Informazioni ordini
| Nome del prodotto | Codice del prodotto | UNITÀ | Prezzo | Quantità | Preferiti | |
MEF-2D Plasmide Double Nickase (h) | sc-403475-NIC | 20 µg | $410.00 | |||
MEF-2D Plasmide Double Nickase (h2) | sc-403475-NIC-2 | 20 µg | $410.00 |
MEF2D codifica per il fattore di trascrizione umano MEF-2D, una proteina legante il DNA della famiglia MADS-box/MEF2 che integra la segnalazione calcio-dipendente con programmi di espressione genica specifici del contesto. MEF-2D regola la differenziazione e la trascrizione adattativa in molteplici linee cellulari, inclusi stati miogenici e neuronali, cooperando con cofattori come le HDAC di classe IIa e rispondendo alle vie MAPK e calcineurina. Attraverso queste interazioni sensibili ai segnali, MEF-2D contribuisce a coordinare lo stato della cromatina e gli output trascrizionali che modellano il controllo del ciclo cellulare, la sopravvivenza e l’identità di linea. Un’attività deregolata di MEF2D e reti trascrizionali guidate da MEF2D alterate sono state implicate nella riprogrammazione trascrizionale associata al cancro e nella genetica delle neoplasie ematologiche, supportandone l’uso come nodo funzionale in studi su vie di segnalazione e meccanismi di malattia.
MEF-2D Il plasmide Double Nickase (h) consiste in una coppia di plasmidi ingegnerizzati per l'editing ad alta specificità del locus MEF2D nelle linee cellulari human.
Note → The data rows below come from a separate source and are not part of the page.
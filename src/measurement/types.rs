//! Measurement data model for the ElectricalPowerMeasurement cluster.
//!
//! Values use the cluster's native units: millivolts, milliamps, milliwatts,
//! millihertz. Absent readings are `None`, never a sentinel number.

use chrono::{DateTime, Utc};
use serde::Serialize;
use strum::{Display, FromRepr};

/// Seconds between the Unix epoch and the Matter epoch (2000-01-01 00:00:00 UTC).
pub const MATTER_EPOCH_OFFSET_SECS: i64 = 946_684_800;

/// Electrical supply type reported by the PowerMode attribute.
#[derive(Clone, Copy, Debug, Default, Eq, PartialEq, Hash, FromRepr, Display, Serialize)]
#[repr(u8)]
pub enum PowerMode {
    #[default]
    Unknown = 0,
    /// Direct current
    Dc = 1,
    /// Alternating current
    Ac = 2,
}

/// Measurement channel identifiers (MeasurementTypeEnum).
#[derive(Clone, Copy, Debug, Eq, PartialEq, Hash, PartialOrd, Ord, FromRepr, Display, Serialize)]
#[repr(u16)]
pub enum MeasurementType {
    Unspecified = 0,
    Voltage = 1,
    ActiveCurrent = 2,
    ReactiveCurrent = 3,
    ApparentCurrent = 4,
    ActivePower = 5,
    ReactivePower = 6,
    ApparentPower = 7,
    #[strum(serialize = "RMSVoltage")]
    RmsVoltage = 8,
    #[strum(serialize = "RMSCurrent")]
    RmsCurrent = 9,
    #[strum(serialize = "RMSPower")]
    RmsPower = 10,
    Frequency = 11,
    PowerFactor = 12,
    NeutralCurrent = 13,
    ElectricalEnergy = 14,
    ReactiveEnergy = 15,
    ApparentEnergy = 16,
}

/// A band of measured values over which a tolerance applies.
///
/// Percent tolerances are in hundredths of a percent, fixed tolerances in the
/// channel's unit.
#[derive(Clone, Debug, Default, Eq, PartialEq, Serialize)]
pub struct MeasurementAccuracyRange {
    pub range_min: i64,
    pub range_max: i64,
    #[serde(skip_serializing_if = "Option::is_none")]
    pub percent_max: Option<u16>,
    #[serde(skip_serializing_if = "Option::is_none")]
    pub percent_min: Option<u16>,
    #[serde(skip_serializing_if = "Option::is_none")]
    pub percent_typical: Option<u16>,
    #[serde(skip_serializing_if = "Option::is_none")]
    pub fixed_max: Option<u64>,
    #[serde(skip_serializing_if = "Option::is_none")]
    pub fixed_min: Option<u64>,
    #[serde(skip_serializing_if = "Option::is_none")]
    pub fixed_typical: Option<u64>,
}

impl MeasurementAccuracyRange {
    /// Range with no tolerance figures attached.
    pub const fn new(range_min: i64, range_max: i64) -> Self {
        Self {
            range_min,
            range_max,
            percent_max: None,
            percent_min: None,
            percent_typical: None,
            fixed_max: None,
            fixed_min: None,
            fixed_typical: None,
        }
    }

    /// Attach a percentage tolerance (hundredths of a percent).
    pub fn with_percent(mut self, min: u16, typical: u16, max: u16) -> Self {
        self.percent_min = Some(min);
        self.percent_typical = Some(typical);
        self.percent_max = Some(max);
        self
    }

    /// Attach a fixed tolerance in the channel's unit.
    pub fn with_fixed(mut self, min: u64, typical: u64, max: u64) -> Self {
        self.fixed_min = Some(min);
        self.fixed_typical = Some(typical);
        self.fixed_max = Some(max);
        self
    }

    fn overlaps(&self, other: &Self) -> bool {
        self.range_min <= other.range_max && other.range_min <= self.range_max
    }
}

/// Accuracy description of one measurement channel.
#[derive(Clone, Debug, Eq, PartialEq, Serialize)]
pub struct MeasurementAccuracy {
    pub measurement_type: MeasurementType,
    /// `false` if the value is estimated rather than measured.
    pub measured: bool,
    pub min_measured_value: i64,
    pub max_measured_value: i64,
    pub accuracy_ranges: Vec<MeasurementAccuracyRange>,
}

/// Reasons an accuracy record is rejected.
#[derive(Clone, Debug, Eq, PartialEq, thiserror::Error)]
pub enum AccuracyError {
    #[error("{0}: min measured value exceeds max measured value")]
    InvertedDomain(MeasurementType),

    #[error("{0}: no accuracy ranges")]
    NoRanges(MeasurementType),

    #[error("{0}: accuracy range {1} has min above max")]
    InvertedRange(MeasurementType, usize),

    #[error("{0}: accuracy ranges {1} and {2} overlap")]
    OverlappingRanges(MeasurementType, usize, usize),
}

impl MeasurementAccuracy {
    /// Check the domain and range invariants the type does not enforce.
    pub fn validate(&self) -> Result<(), AccuracyError> {
        let kind = self.measurement_type;
        if self.min_measured_value > self.max_measured_value {
            return Err(AccuracyError::InvertedDomain(kind));
        }
        if self.accuracy_ranges.is_empty() {
            return Err(AccuracyError::NoRanges(kind));
        }
        for (i, range) in self.accuracy_ranges.iter().enumerate() {
            if range.range_min > range.range_max {
                return Err(AccuracyError::InvertedRange(kind, i));
            }
            for (j, other) in self.accuracy_ranges.iter().enumerate().skip(i + 1) {
                if range.overlaps(other) {
                    return Err(AccuracyError::OverlappingRanges(kind, i, j));
                }
            }
        }
        Ok(())
    }
}

/// Observed min/max of a channel over a period.
///
/// Timestamps are Matter epoch seconds, systimes are microseconds since boot.
#[derive(Clone, Debug, Eq, PartialEq, Serialize)]
pub struct MeasurementRange {
    pub measurement_type: MeasurementType,
    pub min: i64,
    pub max: i64,
    pub start_timestamp: Option<u32>,
    pub end_timestamp: Option<u32>,
    pub min_timestamp: Option<u32>,
    pub max_timestamp: Option<u32>,
    pub start_systime: Option<u64>,
    pub end_systime: Option<u64>,
    pub min_systime: Option<u64>,
    pub max_systime: Option<u64>,
}

impl MeasurementRange {
    pub fn new(measurement_type: MeasurementType, min: i64, max: i64) -> Self {
        Self {
            measurement_type,
            min,
            max,
            start_timestamp: None,
            end_timestamp: None,
            min_timestamp: None,
            max_timestamp: None,
            start_systime: None,
            end_systime: None,
            min_systime: None,
            max_systime: None,
        }
    }

    /// Set the measurement period from wall-clock times.
    ///
    /// Times before the Matter epoch, or beyond the u32 range, are left unset.
    pub fn with_timestamps(mut self, start: DateTime<Utc>, end: DateTime<Utc>) -> Self {
        self.start_timestamp = to_matter_epoch_secs(start);
        self.end_timestamp = to_matter_epoch_secs(end);
        self
    }
}

/// Convert a UTC time into Matter epoch seconds.
pub fn to_matter_epoch_secs(time: DateTime<Utc>) -> Option<u32> {
    u32::try_from(time.timestamp() - MATTER_EPOCH_OFFSET_SECS).ok()
}

/// One harmonic of a current or phase measurement.
#[derive(Clone, Copy, Debug, Eq, PartialEq, Serialize)]
pub struct HarmonicMeasurement {
    /// Harmonic order, 1 being the fundamental.
    pub order: u8,
    pub measurement: Option<i64>,
}

#[cfg(test)]
mod tests {
    use super::*;
    use chrono::TimeZone;

    fn accuracy(ranges: Vec<MeasurementAccuracyRange>) -> MeasurementAccuracy {
        MeasurementAccuracy {
            measurement_type: MeasurementType::Voltage,
            measured: true,
            min_measured_value: 0,
            max_measured_value: 1_000,
            accuracy_ranges: ranges,
        }
    }

    #[test]
    fn test_valid_accuracy() {
        let acc = accuracy(vec![
            MeasurementAccuracyRange::new(0, 499).with_percent(50, 100, 150),
            MeasurementAccuracyRange::new(500, 1_000).with_fixed(1, 2, 3),
        ]);
        assert_eq!(acc.validate(), Ok(()));
    }

    #[test]
    fn test_inverted_domain_rejected() {
        let mut acc = accuracy(vec![MeasurementAccuracyRange::new(0, 10)]);
        acc.min_measured_value = 5_000;
        assert_eq!(
            acc.validate(),
            Err(AccuracyError::InvertedDomain(MeasurementType::Voltage))
        );
    }

    #[test]
    fn test_empty_ranges_rejected() {
        assert_eq!(
            accuracy(vec![]).validate(),
            Err(AccuracyError::NoRanges(MeasurementType::Voltage))
        );
    }

    #[test]
    fn test_inverted_range_rejected() {
        let acc = accuracy(vec![MeasurementAccuracyRange::new(10, 0)]);
        assert_eq!(
            acc.validate(),
            Err(AccuracyError::InvertedRange(MeasurementType::Voltage, 0))
        );
    }

    #[test]
    fn test_overlapping_ranges_rejected() {
        let acc = accuracy(vec![
            MeasurementAccuracyRange::new(0, 500),
            MeasurementAccuracyRange::new(500, 1_000),
        ]);
        assert_eq!(
            acc.validate(),
            Err(AccuracyError::OverlappingRanges(MeasurementType::Voltage, 0, 1))
        );
    }

    #[test]
    fn test_matter_epoch_conversion() {
        let epoch = Utc.with_ymd_and_hms(2000, 1, 1, 0, 0, 0).unwrap();
        assert_eq!(to_matter_epoch_secs(epoch), Some(0));

        let later = Utc.with_ymd_and_hms(2000, 1, 2, 0, 0, 0).unwrap();
        assert_eq!(to_matter_epoch_secs(later), Some(86_400));

        let before = Utc.with_ymd_and_hms(1999, 12, 31, 23, 59, 59).unwrap();
        assert_eq!(to_matter_epoch_secs(before), None);
    }

    #[test]
    fn test_range_with_timestamps() {
        let start = Utc.with_ymd_and_hms(2000, 1, 1, 0, 1, 0).unwrap();
        let end = Utc.with_ymd_and_hms(2000, 1, 1, 0, 2, 0).unwrap();
        let range = MeasurementRange::new(MeasurementType::ActivePower, -5, 5)
            .with_timestamps(start, end);
        assert_eq!(range.start_timestamp, Some(60));
        assert_eq!(range.end_timestamp, Some(120));
        assert_eq!(range.min_systime, None);
    }

    #[test]
    fn test_measurement_type_from_repr() {
        assert_eq!(MeasurementType::from_repr(2), Some(MeasurementType::ActiveCurrent));
        assert_eq!(MeasurementType::from_repr(17), None);
        assert_eq!(MeasurementType::RmsVoltage.to_string(), "RMSVoltage");
        assert_eq!(PowerMode::from_repr(2), Some(PowerMode::Ac));
    }
}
Ciascun plasmide esprime una nickasi Cas9 D10A e un sgRNA distinto che prende di mira filamenti di DNA opposti all'interno di MEF2D. Quando indirizzate verso siti adiacenti su filamenti di DNA opposti, le due nickasi generano tagli a filamento singolo sfalsati che insieme producono una rottura a doppio filamento sfalsata, richiedendo un'attività coordinata sul bersaglio da entrambe le guide. La rottura del DNA risultante viene risolta da vie di riparazione cellulare endogene, più comunemente attraverso la giunzione non omologa delle estremità (NHEJ), portando a inserzioni o delezioni che interrompono la funzione di MEF2D. Richiedendo il coinvolgimento di due sgRNA nel locus bersaglio, l'approccio a doppia nickasi migliora la specificità dell'editing e fornisce una strategia CRISPR complementare per applicazioni in cui è desiderato un controllo aggiuntivo sulla precisione del targeting.
Per supportare l'identificazione efficiente delle cellule modificate, un plasmide codifica la GFP per la visualizzazione fluorescente delle popolazioni trasfettate, mentre il plasmide di accompagnamento porta un gene di resistenza alla puromicina per la selezione antibiotica. Insieme, queste caratteristiche supportano l'arricchimento efficiente delle popolazioni co-trasfettate e semplificano la convalida dei cloni con MEF2D interrotto.
Solo per uso di ricerca. Non destinato a uso diagnostico o terapeutico.